El amor es un arco. ¿Qué tipo de arco? ¿Qué tan separados deben estar los extremos? ¿Cómo darnos cuenta si se está perdiendo la figura; si se está rompiendo o se está aplanando? ¿Se puede volver a obtener el arco perfecto una vez que se deshizo? Se supone que, en todo aspecto de la vida, no hay que irse a los extremos, sino mantenerse en el punto intermedio; el justo medio, como diría Aristóteles. Sin embargo, no tenemos muy clara la forma en que hay que descubrir o establecer ese punto medio, llegar a él y quedarnos ahí; los extremos, cual polos magnéticos, parecen estar jalando de nosotros todo el tiempo y atrayéndonos hacia su campo de fuerza, tan destructivo muchas veces. En este sentido, y hablando del amor, me inquieta más cuando los extremos se juntan demasiado, pues creo que es cuando más se pueden complicar las cosas. Si el arco se está aplanando, si los extremos se separan cada vez más, puede ser que no haya amor en realidad, que esté muriendo, que se esté olvidando, o que, simplemente, cada punta haya encontrado un nuevo camino. Y, aunque no digo que sea fácil, puede resultar menos desgastante y depresivo que enfrentarse a una ruptura total de lo que se estaba construyendo y que, accidentalmente, se dejó acercarse hasta el punto de quiebre, hasta cuando sólo quedan unas líneas paralelas.

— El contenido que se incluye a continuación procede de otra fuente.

//! Section review request integration tests.

mod common;

use serde_json::{json, Value};

#[tokio::test]
async fn create_review_issues_token_and_marks_section_in_review() {
    let Some(app) = common::TestApp::spawn().await else {
        return;
    };
    let section_id = app.create_section_fixture().await;

    let response = app
        .client
        .post(format!("{}/sections/{}/reviews", app.address, section_id))
        .json(&json!({
            "recipient_name": "Pat Surveyor",
            "recipient_email": "pat@example.com",
            "message": "Please check section A"
        }))
        .send()
        .await
        .expect("Failed to execute request");

    assert_eq!(response.status(), 201);
    let review: Value = response.json().await.unwrap();
    assert_eq!(review["status"], "pending");
    assert!(!review["access_token"].as_str().unwrap().is_empty());

    let response = app
        .client
        .get(format!("{}/sections/{}", app.address, section_id))
        .send()
        .await
        .expect("Failed to execute request");
    let section: Value = response.json().await.unwrap();
    assert_eq!(section["review_status"], "in_review");

    app.cleanup().await;
}

#[tokio::test]
async fn create_review_rejects_invalid_email() {
    let Some(app) = common::TestApp::spawn().await else {
        return;
    };
    let section_id = app.create_section_fixture().await;

    let response = app
        .client
        .post(format!("{}/sections/{}/reviews", app.address, section_id))
        .json(&json!({
            "recipient_name": "Pat Surveyor",
            "recipient_email": "not-an-email"
        }))
        .send()
        .await
        .expect("Failed to execute request");

    assert_eq!(response.status(), 422);

    app.cleanup().await;
}

#[tokio::test]
async fn review_is_resolvable_by_token() {
    let Some(app) = common::TestApp::spawn().await else {
        return;
    };
    let section_id = app.create_section_fixture().await;

    let response = app
        .client
        .post(format!("{}/sections/{}/reviews", app.address, section_id))
        .json(&json!({
            "recipient_name": "Pat Surveyor",
            "recipient_email": "pat@example.com"
        }))
        .send()
        .await
        .expect("Failed to execute request");
    let review: Value = response.json().await.unwrap();
    let token = review["access_token"].as_str().unwrap();

    let response = app
        .client
        .get(format!("{}/reviews/token/{}", app.address, token))
        .send()
        .await
        .expect("Failed to execute request");

    assert_eq!(response.status(), 200);
    let fetched: Value = response.json().await.unwrap();
    assert_eq!(fetched["review_id"], review["review_id"]);

    let response = app
        .client
        .get(format!("{}/reviews/token/{}", app.address, "no-such-token"))
        .send()
        .await
        .expect("Failed to execute request");
    assert_eq!(response.status(), 404);

    app.cleanup().await;
}

#[tokio::test]
async fn approving_review_mirrors_status_onto_section() {
    let Some(app) = common::TestApp::spawn().await else {
        return;
    };
    let section_id = app.create_section_fixture().await;

    let response = app
        .client
        .post(format!("{}/sections/{}/reviews", app.address, section_id))
        .json(&json!({
            "recipient_name": "Pat Surveyor",
            "recipient_email": "pat@example.com"
        }))
        .send()
        .await
        .expect("Failed to execute request");
    let review: Value = response.json().await.unwrap();
    let review_id = review["review_id"].as_str().unwrap();

    let response = app
        .client
        .patch(format!("{}/reviews/{}", app.address, review_id))
        .json(&json!({ "status": "approved" }))
        .send()
        .await
        .expect("Failed to execute request");

    assert_eq!(response.status(), 200);
    let updated: Value = response.json().await.unwrap();
    assert_eq!(updated["status"], "approved");
    assert!(!updated["responded_utc"].is_null());

    let response = app
        .client
        .get(format!("{}/sections/{}", app.address, section_id))
        .send()
        .await
        .expect("Failed to execute request");
    let section: Value = response.json().await.unwrap();
    assert_eq!(section["review_status"], "approved");

    app.cleanup().await;
}
// ============================================================
// Layer 5 — Inference Engine
// ============================================================
// Gradient-free evaluation and rendering on a plain (non-autodiff)
// backend. Built either from a training engine's `valid()` view or
// directly from a checkpoint for the `evaluate` command.

use burn::prelude::*;

use crate::domain::error::{TrainError, TrainResult};
use crate::domain::metrics::{MetricSet, SampleMetrics};
use crate::domain::rendered::RenderedImage;
use crate::domain::traits::{InferenceEngine, LossAlgebra, TrainPair};
use crate::ml::algebra::BurnAlgebra;
use crate::ml::model::PyNet;

pub struct BurnInference<B: Backend> {
    model:   PyNet<B>,
    algebra: BurnAlgebra<B>,
}

impl<B: Backend> BurnInference<B> {
    pub fn new(model: PyNet<B>, algebra: BurnAlgebra<B>) -> Self {
        Self { model, algebra }
    }

    #[cfg(test)]
    pub fn model(&self) -> &PyNet<B> {
        &self.model
    }
}

impl<B: Backend> InferenceEngine for BurnInference<B> {
    type Sample = TrainPair<Tensor<B, 4>>;
    type Raw = Tensor<B, 4>;

    fn measure(&self, sample: TrainPair<Tensor<B, 4>>, metrics: MetricSet) -> TrainResult<SampleMetrics> {
        let output = self.model.forward(sample.input);
        if output.dims() != sample.target.dims() {
            return Err(TrainError::compute(format!(
                "evaluation output {:?} does not match target {:?}",
                output.dims(),
                sample.target.dims()
            )));
        }

        let alg = &self.algebra;
        let mse = alg.value(&alg.mse(&output, &sample.target));

        let vgg = metrics.vgg.then(|| {
            let out_features = alg.perceptual_features(&output);
            let tgt_features = alg.perceptual_features(&sample.target);
            alg.value(&alg.mse(&out_features, &tgt_features))
        });

        // Converted to f64 right away; nothing tensor-valued is kept.
        let ssim = metrics
            .ssim
            .then(|| alg.value(&alg.ms_ssim(&sample.target, &output)));

        Ok(SampleMetrics { mse, vgg, ssim })
    }

    fn render(&self, raw: Tensor<B, 4>) -> TrainResult<RenderedImage> {
        let output = self.model.forward(raw);
        let [_, _, height, width] = output.dims();
        let first = output.slice([0..1]);
        let planes = first
            .into_data()
            .to_vec::<f32>()
            .map_err(|e| TrainError::compute(format!("cannot read rendered image: {e:?}")))?;
        RenderedImage::from_planar(width, height, &planes)
    }
}
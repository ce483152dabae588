// ============================================================
// Layer 2 — Held-out Evaluation
// ============================================================
// One pass over the held-out source with an inference view:
//
//   for each of num_batches samples:
//       measure (mse, optional vgg, optional ms-ssim)
//       accumulate
//   finalize → EvalReport (sums divided by the held-out size)
//
// Used by the orchestrator on step 0 of every epoch and by the
// `evaluate` command for a stored checkpoint.

use crate::domain::error::{TrainError, TrainResult};
use crate::domain::level::Level;
use crate::domain::metrics::{EvalReport, MetricAccumulator};
use crate::domain::traits::{EpochSource, InferenceEngine};

pub fn evaluate<I, S>(
    engine:        &I,
    source:        &S,
    level:         Level,
    held_out_size: usize,
) -> TrainResult<EvalReport>
where
    I: InferenceEngine,
    S: EpochSource<Item = TrainResult<I::Sample>>,
{
    let mut acc     = MetricAccumulator::new(level, held_out_size)?;
    let metrics     = acc.metric_set();
    let announced   = source.num_batches();
    let mut samples = source.epoch();

    for j in 0..announced {
        let sample = samples.next().ok_or_else(|| {
            TrainError::compute(format!(
                "held-out source ended after {j} of {announced} samples"
            ))
        })??;
        acc.record(&engine.measure(sample, metrics)?)?;
    }

    Ok(acc.finalize())
}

En las relaciones, se dice y se sabe, la dependencia mutua es mala. El amor se trata de compartir la vida propia con otra, complementar, apoyar, motivar… no de olvidarse de uno mismo y vivir por y para la otra persona, única y exclusivamente. Una relación no se trata de volverse uno al grado de que ninguna de las partes pueda existir sin la otra. El amor es la suma de dos, que resulta en algo hermoso que motiva a ambas partes a tomarse de la mano y avanzar juntos, pero cada quien dando sus propios pasos. Y las complicaciones empiezan cuando, aun sabiendo esto, nos esforzamos por unir tanto los caminos que deje de distinguirse el que cada uno debe caminar por su cuenta; nos empeñamos en ser ese “uno” que puede terminar por destruir a los dos. Y, todavía peor, ese esfuerzo inconsciente que hacemos se siente bien; tan bien, que no nos damos cuenta de lo malo que puede resultar y de que hay que ponerle un alto. Y así, podemos llegar al quiebre, a que el arco se rompa y no se pueda volver a pegar.

Quisiera no romper los arcos, y tampoco dejar que se aplanen; sin embargo, al parecer, es algo difícil de controlar o, por lo menos, de detener si ya sucedió. Al parecer, es otra de las múltiples complicaciones que hacen del amor algo tan único y especial. He aquí una cosa más que he descubierto de este sentimiento y que espero tener en mente en el futuro… hasta en el amor (si no es que, sobretodo en el amor) hay que aprender a no cometer los mismo errores dos veces. Recordemos, pues, nuestras clases de geometría e intentemos vivir en arcos perfectos que no se rompan ni se aplanen… que no desaparezcan.